15 bis 20 Millionen Euro Verlust
Klar ist, dass die Frage der Entschädigung für FKP Scorpio nicht an erster Stelle steht. "Wir werden die Leute um Geduld bitten, weil ein unglaublicher Wust an Arbeit auf uns zukommt." Insbesondere sind das Verhandlungen mit der Versicherung: Mit dem abgesagten Southside Festival und dem eingeschränkten Hurricane habe FKP Scorpio 15 bis 20 Millionen Euro Verlust eingefahren. Nun müsse man mit den Versicherungen sprechen, welche Schäden von ihnen übernommen werden. Ob die Bands ihre Gagen erhalten, hängt laut FKP Scorpio von den jeweiligen Verträgen ab.
Nächstes Mal, bei der 21. Ausgabe, soll alles anders werden. Vor allem das Wetter. Ob's klappt?

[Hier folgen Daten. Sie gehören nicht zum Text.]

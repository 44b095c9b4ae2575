//! HTTP server: accept loop, connection driving and draining.
//!
//! # Responsibilities
//! - Accept connections through the bounded [`Listener`]
//! - Serve HTTP/1.1 and HTTP/2 on each connection (hyper-util auto builder)
//! - Close the transport without writing when a response is tagged
//!   [`AbortConnection`]
//! - On shutdown: stop accepting, let in-flight requests finish, and abort
//!   whatever is still running when the drain window closes
//!
//! # Shutdown Sequence
//! ```text
//! ShutdownSignal fires
//!     → accept loop exits, listener dropped (new connects are refused)
//!     → every connection gets a graceful-shutdown notice
//!     → wait up to drain_timeout for them to finish
//!     → still running? abort their tasks → DeadlineExceeded
//! ```

use std::net::SocketAddr;
use std::time::Duration;

use axum::body::Body;
use axum::extract::ConnectInfo;
use axum::Router;
use hyper::body::Incoming;
use hyper::service::service_fn;
use hyper_util::rt::{TokioExecutor, TokioIo};
use hyper_util::server::conn::auto::Builder;
use hyper_util::server::graceful::GracefulShutdown;
use tokio::task::JoinSet;
use tower::ServiceExt;

use crate::http::error::{AbortConnection, ConnectionAborted};
use crate::lifecycle::ShutdownSignal;
use crate::net::{ConnectionTracker, Listener, ListenerError};

/// Pause after a failed accept (e.g. out of file descriptors).
const ACCEPT_BACKOFF: Duration = Duration::from_millis(100);

/// How the server finished.
#[derive(Debug, Clone, Copy, PartialEq, Eq)]
pub enum ServeOutcome {
    /// Every connection finished inside the drain window.
    Drained,
    /// The drain window closed first; `abandoned` connections were aborted.
    DeadlineExceeded { abandoned: u64 },
}

/// HTTP server bound to an assembled pipeline.
pub struct HttpServer {
    router: Router,
    drain_timeout: Duration,
}

impl HttpServer {
    pub fn new(router: Router, drain_timeout: Duration) -> Self {
        Self {
            router,
            drain_timeout,
        }
    }

    pub fn drain_timeout(&self) -> Duration {
        self.drain_timeout
    }

    /// Serve until `shutdown` fires, then drain.
    pub async fn run(self, listener: Listener, mut shutdown: ShutdownSignal) -> ServeOutcome {
        match listener.local_addr() {
            Ok(addr) => tracing::info!(address = %addr, "HTTP server starting"),
            Err(e) => tracing::warn!(error = %e, "HTTP server starting, local address unknown"),
        }

        let builder = Builder::new(TokioExecutor::new());
        let graceful = GracefulShutdown::new();
        let tracker = ConnectionTracker::new();
        let mut connections = JoinSet::new();

        loop {
            tokio::select! {
                biased;
                _ = shutdown.recv() => break,
                accepted = listener.accept() => match accepted {
                    Ok((stream, peer, permit)) => {
                        let guard = tracker.track();
                        let router = self.router.clone();
                        let service = service_fn(move |request: hyper::Request<Incoming>| {
                            let mut request = request.map(Body::new);
                            request.extensions_mut().insert(ConnectInfo(peer));
                            let router = router.clone();
                            async move {
                                let response = match router.oneshot(request).await {
                                    Ok(response) => response,
                                    Err(never) => match never {},
                                };
                                // hyper drops the connection on a service error
                                if response.extensions().get::<AbortConnection>().is_some() {
                                    return Err(ConnectionAborted);
                                }
                                Ok(response)
                            }
                        });
                        let conn = builder
                            .serve_connection_with_upgrades(TokioIo::new(stream), service)
                            .into_owned();
                        let conn = graceful.watch(conn);

                        connections.spawn(async move {
                            let _permit = permit;
                            if let Err(e) = conn.await {
                                tracing::debug!(
                                    connection_id = %guard.id(),
                                    peer_addr = %peer,
                                    error = %e,
                                    "Connection ended with error"
                                );
                            }
                        });
                    }
                    Err(ListenerError::Closed) => break,
                    Err(e) => {
                        tracing::warn!(error = %e, "Accept failed");
                        tokio::time::sleep(ACCEPT_BACKOFF).await;
                    }
                },
            }

            while connections.try_join_next().is_some() {}
        }

        drop(listener);
        tracing::info!(
            in_flight = tracker.active_count(),
            timeout_secs = self.drain_timeout.as_secs_f64(),
            "Stopped accepting, draining connections"
        );

        match tokio::time::timeout(self.drain_timeout, graceful.shutdown()).await {
            Ok(()) => {
                while connections.join_next().await.is_some() {}
                tracing::info!("HTTP server stopped");
                ServeOutcome::Drained
            }
            Err(_) => {
                let abandoned = tracker.active_count();
                connections.abort_all();
                while connections.join_next().await.is_some() {}
                tracing::warn!(abandoned, "Drain window closed, connections aborted");
                ServeOutcome::DeadlineExceeded { abandoned }
            }
        }
    }
}
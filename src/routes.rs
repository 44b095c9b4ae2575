//! Business routes.

use axum::routing::get;
use axum::Router;

use crate::http::state::AppState;

/// The service's routes, without interceptors (see [`crate::http::pipeline`]).
pub fn setup_router(state: AppState) -> Router {
    Router::new().route("/", get(index)).with_state(state)
}

async fn index() -> &'static str {
    "Hello gin!"
}
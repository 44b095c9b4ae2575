//! OS signal handling.
//!
//! # Responsibilities
//! - Wait for SIGINT (Ctrl+C) or SIGTERM
//! - Hand the first one to the orchestrator as the shutdown trigger
//!
//! # Design Decisions
//! - Uses Tokio's signal handling (async-safe)
//! - A handler that fails to install is logged and never fires; the other
//!   one still can

/// Resolves on the first SIGINT or SIGTERM.
pub async fn termination_signal() {
    let ctrl_c = async {
        if let Err(e) = tokio::signal::ctrl_c().await {
            tracing::error!(error = %e, "Failed to install Ctrl+C handler");
            std::future::pending::<()>().await;
        }
    };

    #[cfg(unix)]
    let terminate = async {
        use tokio::signal::unix::{signal, SignalKind};
        match signal(SignalKind::terminate()) {
            Ok(mut stream) => {
                stream.recv().await;
            }
            Err(e) => {
                tracing::error!(error = %e, "Failed to install SIGTERM handler");
                std::future::pending::<()>().await;
            }
        }
    };

    #[cfg(not(unix))]
    let terminate = std::future::pending::<()>();

    tokio::select! {
        _ = ctrl_c => tracing::info!(signal = "SIGINT", "Shutdown signal received"),
        _ = terminate => tracing::info!(signal = "SIGTERM", "Shutdown signal received"),
    }
}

Fest steht bisher lediglich das Datum: Vom 23. bis 25. Juni 2017 geht die Party in Scheeßel von vorne los. Nächstes Projekt der Veranstalter: das Deichbrand-Festival, das vom 21. bis 24. Juli auf dem Segelflughafen Cuxhaven/Nordhorn steigt.
Zahlen, Daten, Fakten
Noch ein paar Zahlen und Fakten der diesjährigen Ausgabe: 144.000 Quadratmeter maß das Veranstaltungsgelände bei der 20. Auflage des Hurricanes. Etwa 100 Konzerte waren eigentlich angekündigt, von denen aber viele wetterbedingt ausfallen mussten. Ungefähr 5.000 Menschen haben beim Festival gearbeitet. Besucher waren zirka 75.000 auf dem Eichenring - geschätzte 10.000 reisten allerdings vorzeitig wegen des schlechten Wetters ab. Das Deutsche Rote Kreuz zählte 75 Krankenhaustransporte - angesichts der Zehntausenden Besucher eine geringe Zahl. Zufrieden ist auch die Polizei - sie spricht am Montag von einer "äußerst friedlichen" Veranstaltung. Weniger als 100 Diebstähle und nur zehn Körperverletzungen seien angezeigt worden. "Der ungewöhnliche Verlauf des Festivals dürfte auch möglichen Diebesbanden die Arbeit erschwert haben", sagte ein Polizeisprecher. Außerdem registriert: knapp 100 Rauschgiftdelikte und 40 Blutproben nach Drogen- und Alkoholfahrten.